*What you have to do:* Collect all lines from the records below that include the word "clone".

*Record extracts:*

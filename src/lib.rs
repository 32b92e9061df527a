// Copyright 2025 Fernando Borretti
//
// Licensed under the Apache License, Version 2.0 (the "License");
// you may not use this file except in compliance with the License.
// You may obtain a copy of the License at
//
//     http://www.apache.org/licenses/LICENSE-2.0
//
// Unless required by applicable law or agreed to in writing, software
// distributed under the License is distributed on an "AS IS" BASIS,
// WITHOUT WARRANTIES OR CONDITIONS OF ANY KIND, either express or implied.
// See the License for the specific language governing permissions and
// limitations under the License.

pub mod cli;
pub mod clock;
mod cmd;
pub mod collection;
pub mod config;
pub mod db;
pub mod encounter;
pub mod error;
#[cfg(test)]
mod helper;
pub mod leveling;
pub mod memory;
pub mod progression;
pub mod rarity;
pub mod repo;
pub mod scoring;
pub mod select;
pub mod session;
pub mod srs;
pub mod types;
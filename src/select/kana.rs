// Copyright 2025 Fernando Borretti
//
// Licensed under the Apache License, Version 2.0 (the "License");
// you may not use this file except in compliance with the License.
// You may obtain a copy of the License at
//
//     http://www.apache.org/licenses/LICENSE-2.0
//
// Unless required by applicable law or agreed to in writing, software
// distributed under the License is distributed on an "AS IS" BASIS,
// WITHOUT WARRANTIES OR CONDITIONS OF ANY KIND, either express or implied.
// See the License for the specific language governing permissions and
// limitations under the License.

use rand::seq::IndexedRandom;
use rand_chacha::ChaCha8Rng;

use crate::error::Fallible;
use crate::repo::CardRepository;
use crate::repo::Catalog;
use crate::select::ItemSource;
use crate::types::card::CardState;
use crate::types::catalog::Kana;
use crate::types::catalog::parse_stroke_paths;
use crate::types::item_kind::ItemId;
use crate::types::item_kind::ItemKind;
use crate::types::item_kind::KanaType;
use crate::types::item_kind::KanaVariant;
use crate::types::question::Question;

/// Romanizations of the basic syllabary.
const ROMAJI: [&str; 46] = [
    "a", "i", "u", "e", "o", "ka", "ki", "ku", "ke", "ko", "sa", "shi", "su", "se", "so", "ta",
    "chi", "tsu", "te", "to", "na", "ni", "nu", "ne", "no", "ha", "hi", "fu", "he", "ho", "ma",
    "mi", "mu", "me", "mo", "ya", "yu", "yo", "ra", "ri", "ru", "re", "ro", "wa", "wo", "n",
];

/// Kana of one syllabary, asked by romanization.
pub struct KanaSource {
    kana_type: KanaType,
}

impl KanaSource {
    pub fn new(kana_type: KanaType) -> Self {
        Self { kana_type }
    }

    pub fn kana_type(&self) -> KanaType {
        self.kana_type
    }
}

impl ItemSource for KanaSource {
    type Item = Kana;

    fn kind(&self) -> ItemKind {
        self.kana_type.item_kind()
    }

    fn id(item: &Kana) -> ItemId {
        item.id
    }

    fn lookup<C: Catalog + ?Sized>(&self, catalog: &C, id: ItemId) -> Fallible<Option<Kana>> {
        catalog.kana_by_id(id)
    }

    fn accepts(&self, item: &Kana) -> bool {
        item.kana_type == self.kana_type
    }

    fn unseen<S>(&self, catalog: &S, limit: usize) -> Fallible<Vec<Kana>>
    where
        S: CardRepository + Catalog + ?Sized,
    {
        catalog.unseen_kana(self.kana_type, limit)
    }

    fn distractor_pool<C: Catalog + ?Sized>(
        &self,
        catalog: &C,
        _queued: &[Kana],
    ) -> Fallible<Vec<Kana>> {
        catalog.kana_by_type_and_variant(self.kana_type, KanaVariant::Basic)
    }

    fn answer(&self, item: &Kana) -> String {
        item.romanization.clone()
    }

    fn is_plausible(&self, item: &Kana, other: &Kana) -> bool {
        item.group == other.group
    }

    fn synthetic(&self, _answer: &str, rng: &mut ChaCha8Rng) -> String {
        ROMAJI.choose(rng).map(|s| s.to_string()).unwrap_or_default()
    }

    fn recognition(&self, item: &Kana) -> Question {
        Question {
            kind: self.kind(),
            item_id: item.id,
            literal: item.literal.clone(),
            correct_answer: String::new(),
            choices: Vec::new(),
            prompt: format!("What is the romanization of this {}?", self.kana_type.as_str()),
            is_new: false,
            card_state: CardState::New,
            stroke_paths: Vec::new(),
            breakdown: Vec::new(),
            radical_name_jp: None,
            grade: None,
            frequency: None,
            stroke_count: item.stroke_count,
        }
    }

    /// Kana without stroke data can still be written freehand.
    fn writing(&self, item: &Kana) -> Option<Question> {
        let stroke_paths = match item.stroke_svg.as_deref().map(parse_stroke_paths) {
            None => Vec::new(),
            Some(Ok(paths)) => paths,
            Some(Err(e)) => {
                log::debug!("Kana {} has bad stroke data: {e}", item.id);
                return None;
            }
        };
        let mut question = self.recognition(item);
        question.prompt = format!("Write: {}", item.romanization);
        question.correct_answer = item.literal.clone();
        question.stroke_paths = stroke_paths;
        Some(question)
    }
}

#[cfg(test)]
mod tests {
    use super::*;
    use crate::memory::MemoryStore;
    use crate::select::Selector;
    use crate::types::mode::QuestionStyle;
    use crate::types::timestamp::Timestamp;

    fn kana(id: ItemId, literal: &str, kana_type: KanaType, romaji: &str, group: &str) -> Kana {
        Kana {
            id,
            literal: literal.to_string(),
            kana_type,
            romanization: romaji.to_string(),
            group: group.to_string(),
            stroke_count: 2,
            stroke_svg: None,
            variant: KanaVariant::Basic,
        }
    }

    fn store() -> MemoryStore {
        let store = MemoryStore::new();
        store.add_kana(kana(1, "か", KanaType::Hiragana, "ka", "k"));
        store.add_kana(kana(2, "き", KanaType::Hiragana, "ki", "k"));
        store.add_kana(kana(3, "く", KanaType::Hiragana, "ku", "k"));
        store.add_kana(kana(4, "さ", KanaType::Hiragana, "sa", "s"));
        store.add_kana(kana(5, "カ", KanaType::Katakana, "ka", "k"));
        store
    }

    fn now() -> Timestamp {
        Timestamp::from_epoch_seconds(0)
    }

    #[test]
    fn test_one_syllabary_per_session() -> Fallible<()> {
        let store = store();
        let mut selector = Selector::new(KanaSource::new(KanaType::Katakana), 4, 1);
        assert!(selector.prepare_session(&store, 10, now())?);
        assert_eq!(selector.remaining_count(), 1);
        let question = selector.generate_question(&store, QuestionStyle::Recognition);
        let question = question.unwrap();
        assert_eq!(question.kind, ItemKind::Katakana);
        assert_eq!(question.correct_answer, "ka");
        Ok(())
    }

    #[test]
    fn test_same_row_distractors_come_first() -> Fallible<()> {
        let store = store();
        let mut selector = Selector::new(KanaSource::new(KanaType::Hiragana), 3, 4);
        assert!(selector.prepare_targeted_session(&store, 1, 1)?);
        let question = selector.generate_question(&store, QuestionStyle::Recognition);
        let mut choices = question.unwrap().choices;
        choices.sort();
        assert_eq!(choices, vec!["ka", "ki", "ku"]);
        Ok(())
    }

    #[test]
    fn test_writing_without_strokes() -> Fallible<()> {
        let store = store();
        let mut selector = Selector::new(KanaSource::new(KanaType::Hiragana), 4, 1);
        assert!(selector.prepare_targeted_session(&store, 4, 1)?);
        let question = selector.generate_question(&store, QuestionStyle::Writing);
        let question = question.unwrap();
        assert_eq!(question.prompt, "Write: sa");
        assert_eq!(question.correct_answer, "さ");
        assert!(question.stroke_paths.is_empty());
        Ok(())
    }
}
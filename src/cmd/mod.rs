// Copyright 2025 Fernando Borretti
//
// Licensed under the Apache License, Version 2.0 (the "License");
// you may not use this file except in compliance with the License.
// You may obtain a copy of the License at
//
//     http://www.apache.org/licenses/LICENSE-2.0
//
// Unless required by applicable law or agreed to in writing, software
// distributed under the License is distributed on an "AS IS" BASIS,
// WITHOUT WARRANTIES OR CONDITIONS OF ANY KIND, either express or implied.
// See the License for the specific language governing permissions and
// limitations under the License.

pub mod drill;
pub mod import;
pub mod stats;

*Result of this exercise:*
        item.romanization.clone()
            literal: item.literal.clone(),
        question.correct_answer = item.literal.clone();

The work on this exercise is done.